§ RECORDS SUPPLIED:
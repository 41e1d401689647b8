use crate::{
    core::record::{NormalizedRecord, Record, RecordKind},
    render::escape::{escape_text, resolve_href},
};

const COLUMN_CLASS: &str = "col-12 col-md-10 offset-md-1";
const CARD_CLASS: &str = "card h-100 shadow-sm";
const EXTERNAL_REL: &str = "noopener noreferrer";

/// A node of rendered markup. Text and attribute values hold raw strings and
/// are escaped only when serialized.
#[derive(Clone, Debug, PartialEq, Eq)]
pub enum Node {
    Element(Element),
    Text(String),
}

#[derive(Clone, Debug, PartialEq, Eq)]
pub struct Element {
    pub tag: &'static str,
    pub attrs: Vec<(&'static str, String)>,
    pub children: Vec<Node>,
}

impl Element {
    pub fn new(tag: &'static str) -> Self {
        Element {
            tag,
            attrs: Vec::new(),
            children: Vec::new(),
        }
    }

    pub fn class(self, class: &str) -> Self {
        self.attr("class", class)
    }

    pub fn attr(mut self, name: &'static str, value: impl Into<String>) -> Self {
        self.attrs.push((name, value.into()));
        self
    }

    pub fn text(mut self, text: impl Into<String>) -> Self {
        self.children.push(Node::Text(text.into()));
        self
    }

    pub fn child(mut self, child: Element) -> Self {
        self.children.push(Node::Element(child));
        self
    }

    pub fn get_attr(&self, name: &str) -> Option<&str> {
        self.attrs
            .iter()
            .find(|(key, _)| *key == name)
            .map(|(_, value)| value.as_str())
    }

    pub fn has_class(&self, class: &str) -> bool {
        self.get_attr("class")
            .map(|classes| classes.split_whitespace().any(|c| c == class))
            .unwrap_or(false)
    }

    /// Depth-first search over this element and its descendants.
    pub fn find(&self, predicate: &dyn Fn(&Element) -> bool) -> Option<&Element> {
        if predicate(self) {
            return Some(self);
        }
        self.children.iter().find_map(|node| match node {
            Node::Element(element) => element.find(predicate),
            Node::Text(_) => None,
        })
    }

    pub fn find_all<'a>(&'a self, predicate: &dyn Fn(&Element) -> bool, out: &mut Vec<&'a Element>) {
        if predicate(self) {
            out.push(self);
        }
        for node in &self.children {
            if let Node::Element(element) = node {
                element.find_all(predicate, out);
            }
        }
    }

    /// Concatenated text of all descendant text nodes.
    pub fn text_content(&self) -> String {
        let mut out = String::new();
        for node in &self.children {
            match node {
                Node::Text(text) => out.push_str(text),
                Node::Element(element) => out.push_str(&element.text_content()),
            }
        }
        out
    }

    pub fn to_html(&self) -> String {
        let mut out = String::new();
        self.write_html(&mut out);
        out
    }

    fn write_html(&self, out: &mut String) {
        out.push('<');
        out.push_str(self.tag);
        for (name, value) in &self.attrs {
            out.push(' ');
            out.push_str(name);
            out.push_str("=\"");
            out.push_str(&escape_text(value));
            out.push('"');
        }
        out.push('>');
        if is_void(self.tag) {
            return;
        }
        for node in &self.children {
            match node {
                Node::Text(text) => out.push_str(&escape_text(text)),
                Node::Element(element) => element.write_html(out),
            }
        }
        out.push_str("</");
        out.push_str(self.tag);
        out.push('>');
    }
}

fn is_void(tag: &str) -> bool {
    matches!(tag, "img" | "br" | "hr" | "meta" | "link" | "input")
}

/// Builds the column-wrapped card for one record.
pub fn render_card(record: &Record, kind: RecordKind) -> Element {
    let fields = record.normalize(kind);
    let card = match kind {
        RecordKind::Project => project_card(&fields),
        RecordKind::Achievement => achievement_card(&fields),
    };
    Element::new("div").class(COLUMN_CLASS).child(card)
}

fn card_body(fields: &NormalizedRecord) -> Element {
    let mut body = Element::new("div")
        .class("card-body")
        .child(Element::new("h5").class("card-title").text(&fields.title))
        .child(
            Element::new("h6")
                .class("card-subtitle mb-2 text-muted")
                .text(&fields.date),
        )
        .child(Element::new("p").class("card-text").text(&fields.description));

    let src = fields
        .image
        .as_deref()
        .map(resolve_href)
        .unwrap_or_default();
    if !src.is_empty() {
        body = body.child(
            Element::new("img")
                .class("img-fluid mt-3")
                .attr("src", src)
                .attr("alt", format!("{} screenshot", fields.title)),
        );
    }
    body
}

fn external_link(class: &str, href: String, label: &str) -> Element {
    Element::new("a")
        .class(class)
        .attr("href", href)
        .attr("target", "_blank")
        .attr("rel", EXTERNAL_REL)
        .text(label)
}

fn resolved_link(link: &Option<String>) -> Option<String> {
    link.as_deref()
        .map(resolve_href)
        .filter(|href| !href.is_empty() && href != "#")
}

/// Runs image and link fields through href resolution, dropping the ones
/// that cannot be used as a URL.
pub fn sanitize_urls(mut fields: NormalizedRecord) -> NormalizedRecord {
    fields.image = resolved_link(&fields.image);
    fields.primary_link = resolved_link(&fields.primary_link);
    fields.secondary_link = resolved_link(&fields.secondary_link);
    fields
}

fn project_card(fields: &NormalizedRecord) -> Element {
    let live = resolved_link(&fields.primary_link);
    let code = resolved_link(&fields.secondary_link);

    let mut footer = Element::new("div").class("card-footer text-end");
    let has_links = live.is_some() || code.is_some();
    if let Some(href) = live {
        footer = footer.child(external_link("btn btn-sm btn-primary", href, "Live"));
    }
    if let Some(href) = code {
        footer = footer.child(external_link(
            "btn btn-sm btn-outline-primary ms-2",
            href,
            "Code",
        ));
    }
    if !has_links {
        footer = footer.child(
            Element::new("button")
                .class("btn btn-sm btn-primary")
                .attr("disabled", "disabled")
                .text("Details"),
        );
    }

    Element::new("article")
        .class(CARD_CLASS)
        .child(card_body(fields))
        .child(footer)
}

fn achievement_card(fields: &NormalizedRecord) -> Element {
    let link = resolved_link(&fields.secondary_link).or_else(|| resolved_link(&fields.primary_link));

    let mut footer = Element::new("div").class("card-footer text-end");
    if link.is_none() {
        footer = footer.child(Element::new("span").class("text-muted small").text("No link"));
    }
    if let Some(category) = &fields.category {
        footer = footer.child(
            Element::new("span")
                .class("badge bg-secondary ms-2")
                .text(category),
        );
    }

    let card = Element::new("article")
        .class(CARD_CLASS)
        .child(card_body(fields))
        .child(footer);

    match link {
        Some(href) => Element::new("a")
            .class("card-link text-reset text-decoration-none")
            .attr("href", href)
            .attr("target", "_blank")
            .attr("rel", EXTERNAL_REL)
            .child(card),
        None => card,
    }
}
pub mod card;
pub mod container;
pub mod escape;
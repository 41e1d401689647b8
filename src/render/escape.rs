use std::sync::OnceLock;

use regex::Regex;

const ACCEPTED_PREFIXES: &[&str] = &["http://", "https://", "/", "./", "../", "mailto:"];

fn bare_domain() -> &'static Regex {
    static BARE_DOMAIN: OnceLock<Regex> = OnceLock::new();
    BARE_DOMAIN.get_or_init(|| {
        Regex::new(r"^[A-Za-z0-9-]+(\.[A-Za-z0-9-]+)+(/\S*)?$").expect("bare domain pattern")
    })
}

/// Escapes text for HTML text and attribute context. Ampersand goes first so
/// the entities introduced afterwards are not escaped again.
pub fn escape_text(s: &str) -> String {
    s.replace('&', "&amp;")
        .replace('<', "&lt;")
        .replace('>', "&gt;")
        .replace('"', "&quot;")
        .replace('\'', "&#39;")
}

/// Returns a usable href for `raw`, or an empty string when the value must
/// not become a link (e.g. `javascript:` URLs).
pub fn resolve_href(raw: &str) -> String {
    let value = raw.trim();
    if value == "#" {
        return value.to_string();
    }
    let lowered = value.to_ascii_lowercase();
    if ACCEPTED_PREFIXES
        .iter()
        .any(|prefix| lowered.starts_with(prefix))
    {
        return value.to_string();
    }
    if bare_domain().is_match(value) {
        return format!("https://{}", value);
    }
    String::new()
}
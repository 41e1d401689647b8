use std::io::Result;

use actix_cors::Cors;
use actix_files::Files;
use actix_web::{
    http::header::{CacheControl, CacheDirective, ContentType},
    web::{self, resource, scope, Data, Path},
    App, HttpRequest, HttpResponse, HttpServer,
};
use tracing::{error, info};

use crate::{
    core::{
        data::load_records,
        record::{NormalizedRecord, RecordKind},
        settings::Settings,
    },
    pages::{page_document, render_target, route, PageTarget},
    render::card::sanitize_urls,
};

pub const ASSETS_DIR: &str = "assets";

pub async fn start_server(settings: Settings) -> Result<()> {
    let addr = settings.addr();
    let settings = Data::new(settings);
    let server = HttpServer::new(move || {
        App::new()
            .app_data(settings.clone())
            .configure(configure)
            .wrap(
                Cors::default()
                    .allow_any_origin()
                    .allow_any_header()
                    .allow_any_method(),
            )
    })
    .bind(addr)?;
    info!("Server started at {}", addr);
    server.run().await
}

/// Routes shared by the binary and the tests. Expects `Data<Settings>`.
/// Static files under `assets/` are served before any page is considered.
pub fn configure(cfg: &mut web::ServiceConfig) {
    cfg.service(
        scope("/v1")
            .service(resource("/folio").route(web::get().to(status_handler)))
            .service(resource("/records/{kind}").route(web::get().to(records_handler))),
    )
    .service(Files::new("/assets", ASSETS_DIR))
    .default_service(web::to(page_handler));
}

async fn status_handler() -> HttpResponse {
    HttpResponse::Ok().body("folio is running")
}

async fn records_handler(kind: Path<String>, settings: Data<Settings>) -> HttpResponse {
    let kind = match RecordKind::from_plural(&kind) {
        Some(kind) => kind,
        None => return HttpResponse::NotFound().body(format!("Unknown record kind \"{}\".", kind)),
    };
    let source = PageTarget::for_kind(kind).source(&settings);
    match load_records(&source).await {
        Ok(records) => {
            let normalized: Vec<NormalizedRecord> = records
                .iter()
                .map(|record| sanitize_urls(record.normalize(kind)))
                .collect();
            HttpResponse::Ok()
                .insert_header(CacheControl(vec![CacheDirective::NoStore]))
                .json(normalized)
        }
        Err(err) => {
            error!("Failed to load {}: {}", kind, err);
            HttpResponse::BadGateway().body("Could not load data.")
        }
    }
}

async fn page_handler(req: HttpRequest, settings: Data<Settings>) -> HttpResponse {
    let target = match route(req.path()) {
        Some(target) => target,
        None => {
            info!("{} is not a projects or achievements page", req.path());
            return HttpResponse::NotFound().body("Not a projects or achievements page.");
        }
    };
    let container = render_target(&target, &settings).await;
    HttpResponse::Ok()
        .content_type(ContentType::html())
        .insert_header(CacheControl(vec![CacheDirective::NoStore]))
        .body(page_document(&target, &container))
}
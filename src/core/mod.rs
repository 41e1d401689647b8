pub mod data;
pub mod record;
pub mod settings;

§ ACTIVITY:
Spot every line in the entries that includes the word "configure", and copy each one out.

§ ANSWER SPACE:
            .configure(configure)
pub fn configure(cfg: &mut web::ServiceConfig) {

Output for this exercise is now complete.